Belt and Road Meets Build Back Better - Foreign Policy
At a time of competition for winning hearts, minds, and infrastructure contracts, the West's insistence on higher standards, while laudable, could be a hindrance, said Frans-Paul van der Putten, an expert on China at the Clingendael Institute in the Netherlands.
"The dilemma for Europe is, when dealing with China, are you going to become more like China in order to compete and abandon your own standards and values? I think it's inevitable for Europe to shift a little bit, which means coming closer to China," he said.
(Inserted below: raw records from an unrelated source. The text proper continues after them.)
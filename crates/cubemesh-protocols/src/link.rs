//! Per-side link state.
//!
//! A [`SideSlot`] tracks one face: who is attached, when they were last
//! heard, what they claim, and the bytes received but not yet framed.
//!
//! # Identity
//!
//! Heartbeats are flooded, so a face carries heartbeats from every cube in
//! the component and none of them proves who sits on the other end. Only
//! hellos do: they are never forwarded, so the sender of a hello is the cube
//! plugged into this face. Hellos alone bind the slot and keep it alive. A
//! hello from a different sender on a connected slot means the face was
//! re-plugged, and the slot rebinds at once.
//!
//! # State Coalescing
//!
//! At most one state frame waits per side. A newer one replaces the older
//! unprocessed one; the node drains the survivors once per tick.

use std::time::Duration;

use bytes::{Bytes, BytesMut};
use cubemesh_election::{HostClaim, NeighborView};
use cubemesh_topology::NodeId;

use crate::frame::frame_len;
use crate::transport::{SideLink, Timestamp};

/// Whether a face has a live neighbour.
#[derive(Debug, Clone, Copy, PartialEq, Eq, Default)]
pub enum LinkState {
    /// Nothing heard, or the neighbour timed out
    #[default]
    Disconnected,
    /// Heartbeats arriving within the timeout
    Connected,
}

/// What a hello changed on a slot.
#[derive(Debug, Clone, Copy, PartialEq, Eq, Default)]
pub struct Refresh {
    /// A new neighbour is attached
    pub joined: bool,
    /// The neighbour it displaced, when the face was re-plugged
    pub replaced: Option<NodeId>,
    /// The neighbour's claim differs from the previous one
    pub claim_changed: bool,
}

/// State of one side.
#[derive(Debug, Default)]
pub struct SideSlot {
    side: u8,
    identity: Option<NodeId>,
    state: LinkState,
    last_heartbeat: Timestamp,
    claim: Option<HostClaim>,
    rx: BytesMut,
    pending_state: Option<Bytes>,
}

impl SideSlot {
    /// An idle slot for `side`.
    pub fn new(side: u8) -> Self {
        Self {
            side,
            ..Default::default()
        }
    }

    /// Side index.
    pub fn side(&self) -> u8 {
        self.side
    }

    /// Current link state.
    pub fn state(&self) -> LinkState {
        self.state
    }

    /// Whether a neighbour is attached.
    pub fn is_connected(&self) -> bool {
        self.state == LinkState::Connected
    }

    /// Identity of the attached neighbour.
    pub fn identity(&self) -> Option<NodeId> {
        self.identity
    }

    /// When the neighbour last said hello.
    pub fn last_heartbeat(&self) -> Timestamp {
        self.last_heartbeat
    }

    /// Latest claim from the neighbour.
    pub fn claim(&self) -> Option<&HostClaim> {
        self.claim.as_ref()
    }

    /// Bytes received but not yet framed.
    pub fn buffered(&self) -> usize {
        self.rx.len()
    }

    /// This neighbour as seen by the election, if connected.
    pub fn view(&self) -> Option<NeighborView> {
        match (self.state, self.identity) {
            (LinkState::Connected, Some(id)) => Some(NeighborView {
                side: self.side,
                id,
                claim: self.claim.clone(),
            }),
            _ => None,
        }
    }

    /// Pull everything the link has into the receive buffer.
    pub fn ingest<L: SideLink>(&mut self, link: &mut L) -> usize {
        link.read_available(&mut self.rx)
    }

    /// Split the next complete frame off the receive buffer.
    pub fn next_frame(&mut self) -> Option<Bytes> {
        let len = frame_len(&self.rx)?;
        if self.rx.len() < len {
            return None;
        }
        Some(self.rx.split_to(len).freeze())
    }

    /// Hold a state frame until the end of the sweep. Returns `true` when an
    /// older unprocessed frame was replaced.
    pub fn stash_state(&mut self, raw: Bytes) -> bool {
        self.pending_state.replace(raw).is_some()
    }

    /// Take the held state frame.
    pub fn take_pending(&mut self) -> Option<Bytes> {
        self.pending_state.take()
    }

    /// Record a hello received on this face.
    pub fn refresh(&mut self, sender: NodeId, now: Timestamp, claim: Option<HostClaim>) -> Refresh {
        let replaced = match (self.state, self.identity) {
            (LinkState::Connected, Some(previous)) if previous != sender => {
                self.claim = None;
                Some(previous)
            }
            _ => None,
        };
        let joined = self.state == LinkState::Disconnected || replaced.is_some();
        let claim_changed = self.claim != claim;

        self.identity = Some(sender);
        self.state = LinkState::Connected;
        self.last_heartbeat = now;
        self.claim = claim;

        Refresh {
            joined,
            replaced,
            claim_changed,
        }
    }

    /// Whether the neighbour has been silent longer than `timeout`.
    pub fn is_timed_out(&self, now: Timestamp, timeout: Duration) -> bool {
        self.is_connected() && now.saturating_since(self.last_heartbeat) > timeout
    }

    /// Forget the neighbour, returning who it was. Buffered bytes are kept.
    pub fn reset(&mut self) -> Option<NodeId> {
        self.state = LinkState::Disconnected;
        self.last_heartbeat = Timestamp::ZERO;
        self.claim = None;
        self.identity.take()
    }
}

#[cfg(test)]
mod tests {
    use super::*;
    use crate::frame::{Frame, FrameKind};
    use crate::transport::MemoryLink;
    use cubemesh_topology::Path;

    fn heartbeat(sender: u32, seq: u16) -> Bytes {
        Frame::new(FrameKind::Heartbeat, NodeId(sender), seq, Bytes::new())
            .unwrap()
            .encode()
    }

    #[test]
    fn frames_are_split_across_reads() {
        let mut slot = SideSlot::new(0);
        let mut link = MemoryLink::unplugged();
        let wire = heartbeat(7, 1);

        link.inject(&wire[..5]);
        slot.ingest(&mut link);
        assert_eq!(slot.next_frame(), None);

        link.inject(&wire[5..]);
        link.inject(&wire);
        slot.ingest(&mut link);
        assert_eq!(slot.next_frame(), Some(wire.clone()));
        assert_eq!(slot.next_frame(), Some(wire));
        assert_eq!(slot.next_frame(), None);
        assert_eq!(slot.buffered(), 0);
    }

    #[test]
    fn payload_waits_for_all_bytes() {
        let mut slot = SideSlot::new(1);
        let mut link = MemoryLink::unplugged();
        let wire = Frame::new(FrameKind::State, NodeId(2), 1, Bytes::from_static(b"abcdef"))
            .unwrap()
            .encode();

        link.inject(&wire[..10]);
        slot.ingest(&mut link);
        assert_eq!(slot.next_frame(), None);
        assert_eq!(slot.buffered(), 10);

        link.inject(&wire[10..]);
        slot.ingest(&mut link);
        assert_eq!(slot.next_frame(), Some(wire));
    }

    #[test]
    fn first_hello_connects() {
        let mut slot = SideSlot::new(2);
        assert!(slot.view().is_none());

        let refresh = slot.refresh(NodeId(5), Timestamp::from_millis(10), None);
        assert!(refresh.joined);
        assert_eq!(refresh.replaced, None);
        assert!(!refresh.claim_changed);
        assert_eq!(slot.identity(), Some(NodeId(5)));
        assert_eq!(slot.view(), Some(NeighborView::bare(2, NodeId(5))));
    }

    #[test]
    fn hello_from_another_cube_rebinds() {
        let mut slot = SideSlot::new(0);
        slot.refresh(NodeId(5), Timestamp::ZERO, Some(HostClaim::host(NodeId(5))));

        let refresh = slot.refresh(NodeId(6), Timestamp::from_millis(400), None);
        assert!(refresh.joined);
        assert_eq!(refresh.replaced, Some(NodeId(5)));
        assert!(!refresh.claim_changed);
        assert_eq!(slot.identity(), Some(NodeId(6)));
        assert_eq!(slot.claim(), None);
        assert_eq!(slot.last_heartbeat(), Timestamp::from_millis(400));

        let refresh = slot.refresh(NodeId(6), Timestamp::from_millis(1400), None);
        assert_eq!(refresh, Refresh::default());
    }

    #[test]
    fn claim_changes_are_reported() {
        let mut slot = SideSlot::new(0);
        let claim = HostClaim::new(NodeId(9), Path::from_steps(vec![1]).unwrap());
        slot.refresh(NodeId(5), Timestamp::ZERO, None);

        let refresh = slot.refresh(NodeId(5), Timestamp::from_millis(1000), Some(claim.clone()));
        assert!(!refresh.joined);
        assert!(refresh.claim_changed);

        let refresh = slot.refresh(NodeId(5), Timestamp::from_millis(2000), Some(claim.clone()));
        assert!(!refresh.claim_changed);
        assert_eq!(slot.claim(), Some(&claim));
    }

    #[test]
    fn timeout_is_strictly_greater() {
        let mut slot = SideSlot::new(0);
        let timeout = Duration::from_millis(3000);
        assert!(!slot.is_timed_out(Timestamp::from_millis(99_999), timeout));

        slot.refresh(NodeId(5), Timestamp::from_millis(1000), None);
        assert!(!slot.is_timed_out(Timestamp::from_millis(4000), timeout));
        assert!(slot.is_timed_out(Timestamp::from_millis(4001), timeout));
    }

    #[test]
    fn reset_forgets_neighbour_but_keeps_bytes() {
        let mut slot = SideSlot::new(0);
        let mut link = MemoryLink::unplugged();
        slot.refresh(NodeId(5), Timestamp::from_millis(1000), Some(HostClaim::host(NodeId(5))));
        link.inject(&[0x01, 0]);
        slot.ingest(&mut link);

        assert_eq!(slot.reset(), Some(NodeId(5)));
        assert_eq!(slot.state(), LinkState::Disconnected);
        assert_eq!(slot.claim(), None);
        assert_eq!(slot.last_heartbeat(), Timestamp::ZERO);
        assert_eq!(slot.buffered(), 2);
        assert_eq!(slot.reset(), None);
    }

    #[test]
    fn newer_state_replaces_pending() {
        let mut slot = SideSlot::new(0);
        assert!(!slot.stash_state(Bytes::from_static(b"old")));
        assert!(slot.stash_state(Bytes::from_static(b"new")));

        assert_eq!(slot.take_pending(), Some(Bytes::from_static(b"new")));
        assert_eq!(slot.take_pending(), None);
    }
}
One of the biggest outstanding questions is whether the overhaul of U.S. and European development assistance can fully mobilize private capital to multiply the relatively paltry amount of public money available to underwrite big projects. One of the big hurdles for Western countries and Western firms is that developing countries offer a higher risk profile for new investments, making private firms leery of jumping in. Trump administration reforms to the U.S. International Development Finance Corporation tackled some of those issues by, for instance, lowering the threshold for U.S. participation in any given project. But to really juice private sector participation and unlock big financing, the United States and Europe will have to play underwriter and assume part of the risk-as China has done with some of its over-the-skis projects around the world.
"If you want to compete at that level, individual banks and companies cannot match this. It can only be done if there is a government guarantee," van der Putten said.